Start of Given entries

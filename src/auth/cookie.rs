//! Reading and writing the encrypted auth cookie.

use std::cmp::max;

use axum_extra::extract::{
    PrivateCookieJar,
    cookie::{Cookie, SameSite},
};
use time::{Duration, OffsetDateTime, UtcOffset};

use crate::{
    Error,
    auth::{UserID, token::Token},
};

pub(crate) const COOKIE_TOKEN: &str = "token";

/// The default duration for which auth cookies are valid.
pub const DEFAULT_COOKIE_DURATION: Duration = Duration::minutes(5);

/// Add an auth cookie to the cookie jar, indicating that a user is logged in.
///
/// The cookie expires `duration` from now, expressed in `local_offset`.
///
/// # Errors
///
/// Returns:
/// - [Error::InvalidDateFormat] if the expiry cannot be represented,
/// - [Error::JSONSerializationError] if the token could not be serialized.
pub fn set_auth_cookie(
    jar: PrivateCookieJar,
    user_id: UserID,
    duration: Duration,
    local_offset: UtcOffset,
) -> Result<PrivateCookieJar, Error> {
    let expires_at = expiry_from_now(duration, local_offset)?;

    set_token_cookie(
        jar,
        &Token {
            user_id,
            expires_at,
        },
    )
}

fn expiry_from_now(duration: Duration, local_offset: UtcOffset) -> Result<OffsetDateTime, Error> {
    let now = OffsetDateTime::now_utc().to_offset(local_offset);

    now.checked_add(duration).ok_or_else(|| {
        Error::InvalidDateFormat(
            format!("adding {duration} overflowed"),
            now.to_string(),
        )
    })
}

fn set_token_cookie(jar: PrivateCookieJar, token: &Token) -> Result<PrivateCookieJar, Error> {
    let token_string = serde_json::to_string(token)
        .map_err(|error| Error::JSONSerializationError(error.to_string()))?;

    Ok(jar.add(
        Cookie::build((COOKIE_TOKEN, token_string))
            .expires(token.expires_at)
            .http_only(true)
            .same_site(SameSite::Strict)
            .secure(true),
    ))
}

/// Set the auth cookie to an invalid value and set its max age to zero, which should delete the cookie on the client side.
pub fn invalidate_auth_cookie(jar: PrivateCookieJar) -> PrivateCookieJar {
    jar.add(
        Cookie::build((COOKIE_TOKEN, "deleted"))
            .expires(OffsetDateTime::UNIX_EPOCH)
            .max_age(Duration::ZERO)
            .http_only(true)
            .same_site(SameSite::Strict)
            .secure(true),
    )
}

/// Read the auth token from `jar`.
///
/// # Errors
///
/// Returns:
/// - [Error::CookieMissing] if there is no auth cookie,
/// - [Error::InvalidCredentials] if the cookie cannot be read or has expired.
pub fn get_token_from_cookies(jar: &PrivateCookieJar) -> Result<Token, Error> {
    let cookie = jar.get(COOKIE_TOKEN).ok_or(Error::CookieMissing)?;
    let token: Token =
        serde_json::from_str(cookie.value_trimmed()).map_err(|_| Error::InvalidCredentials)?;

    if token.is_expired(OffsetDateTime::now_utc()) {
        return Err(Error::InvalidCredentials);
    }

    Ok(token)
}

/// Set the expiry of the auth cookie in `jar` to the later of now plus
/// `duration` and the cookie's current expiry.
///
/// # Errors
///
/// The cookie jar is not modified if an error is returned.
/// See [get_token_from_cookies] and [set_auth_cookie] for the possible errors.
pub fn extend_auth_cookie_duration_if_needed(
    jar: PrivateCookieJar,
    duration: Duration,
    local_offset: UtcOffset,
) -> Result<PrivateCookieJar, Error> {
    let token = get_token_from_cookies(&jar)?;
    let new_expiry = expiry_from_now(duration, local_offset)?;

    set_token_cookie(
        jar,
        &Token {
            user_id: token.user_id,
            expires_at: max(token.expires_at, new_expiry),
        },
    )
}

#[cfg(test)]
mod cookie_tests {
    use axum_extra::extract::{
        PrivateCookieJar,
        cookie::{Cookie, Key},
    };
    use sha2::{Digest, Sha512};
    use time::{Duration, OffsetDateTime, UtcOffset};

    use crate::{
        Error,
        auth::{
            UserID,
            cookie::{COOKIE_TOKEN, DEFAULT_COOKIE_DURATION, get_token_from_cookies},
        },
    };

    use super::{extend_auth_cookie_duration_if_needed, invalidate_auth_cookie, set_auth_cookie};

    fn get_jar() -> PrivateCookieJar {
        let hash = Sha512::digest(b"foobar");
        let key = Key::from(&hash);

        PrivateCookieJar::new(key)
    }

    #[track_caller]
    fn assert_date_time_close(left: OffsetDateTime, right: OffsetDateTime) {
        assert!(
            (left - right).abs() < Duration::seconds(1),
            "got date time {left:?}, want {right:?}"
        );
    }

    #[test]
    fn can_set_cookie() {
        let user_id = UserID::new(1);

        let jar = set_auth_cookie(get_jar(), user_id, DEFAULT_COOKIE_DURATION, UtcOffset::UTC)
            .unwrap();
        let token = get_token_from_cookies(&jar).unwrap();

        assert_eq!(token.user_id, user_id);
        assert_date_time_close(
            token.expires_at,
            OffsetDateTime::now_utc() + DEFAULT_COOKIE_DURATION,
        );
        let cookie = jar.get(COOKIE_TOKEN).unwrap();
        assert_eq!(cookie.expires_datetime(), Some(token.expires_at));
    }

    #[test]
    fn cookie_uses_local_offset() {
        let offset = UtcOffset::from_hms(13, 0, 0).unwrap();

        let jar = set_auth_cookie(get_jar(), UserID::new(1), DEFAULT_COOKIE_DURATION, offset)
            .unwrap();

        assert_eq!(get_token_from_cookies(&jar).unwrap().expires_at.offset(), offset);
    }

    #[test]
    fn missing_cookie_is_reported() {
        assert_eq!(get_token_from_cookies(&get_jar()), Err(Error::CookieMissing));
    }

    #[test]
    fn garbage_cookie_is_rejected() {
        let jar = get_jar().add(Cookie::new(COOKIE_TOKEN, "FOOBAR"));

        assert_eq!(
            get_token_from_cookies(&jar),
            Err(Error::InvalidCredentials)
        );
    }

    #[test]
    fn expired_token_is_rejected() {
        let jar = set_auth_cookie(
            get_jar(),
            UserID::new(1),
            Duration::seconds(-1),
            UtcOffset::UTC,
        )
        .unwrap();

        assert_eq!(
            get_token_from_cookies(&jar),
            Err(Error::InvalidCredentials)
        );
    }

    #[test]
    fn can_extend_cookie_duration() {
        let jar = set_auth_cookie(get_jar(), UserID::new(1), DEFAULT_COOKIE_DURATION, UtcOffset::UTC)
            .unwrap();

        let jar =
            extend_auth_cookie_duration_if_needed(jar, Duration::minutes(10), UtcOffset::UTC)
                .unwrap();

        let token = get_token_from_cookies(&jar).unwrap();
        let want = OffsetDateTime::now_utc() + Duration::minutes(10);
        assert_date_time_close(token.expires_at, want);
        assert_date_time_close(
            jar.get(COOKIE_TOKEN).unwrap().expires_datetime().unwrap(),
            want,
        );
    }

    #[test]
    fn cookie_duration_does_not_shrink() {
        let jar = set_auth_cookie(get_jar(), UserID::new(1), Duration::days(7), UtcOffset::UTC)
            .unwrap();
        let want = get_token_from_cookies(&jar).unwrap().expires_at;

        let jar = extend_auth_cookie_duration_if_needed(jar, Duration::seconds(5), UtcOffset::UTC)
            .unwrap();

        assert_eq!(get_token_from_cookies(&jar).unwrap().expires_at, want);
    }

    #[test]
    fn invalidate_auth_cookie_succeeds() {
        let jar = set_auth_cookie(get_jar(), UserID::new(1), DEFAULT_COOKIE_DURATION, UtcOffset::UTC)
            .unwrap();

        let jar = invalidate_auth_cookie(jar);
        let cookie = jar.get(COOKIE_TOKEN).unwrap();

        assert_eq!(cookie.value(), "deleted");
        assert_eq!(cookie.expires_datetime(), Some(OffsetDateTime::UNIX_EPOCH));
        assert_eq!(cookie.max_age(), Some(Duration::ZERO));
        assert_eq!(
            get_token_from_cookies(&jar),
            Err(Error::InvalidCredentials)
        );
    }
}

End of Given entries

Your goal
Your answer must consist solely of the lines from the top of the entries above through the line containing "pub(crate) const COOKIE_TOKEN: &str", copied exactly, both ends included.

Exercise response
filename src/auth/cookie.rs
//! Reading and writing the encrypted auth cookie.

use std::cmp::max;

use axum_extra::extract::{
    PrivateCookieJar,
    cookie::{Cookie, SameSite},
};
use time::{Duration, OffsetDateTime, UtcOffset};

use crate::{
    Error,
    auth::{UserID, token::Token},
};

pub(crate) const COOKIE_TOKEN: &str = "token";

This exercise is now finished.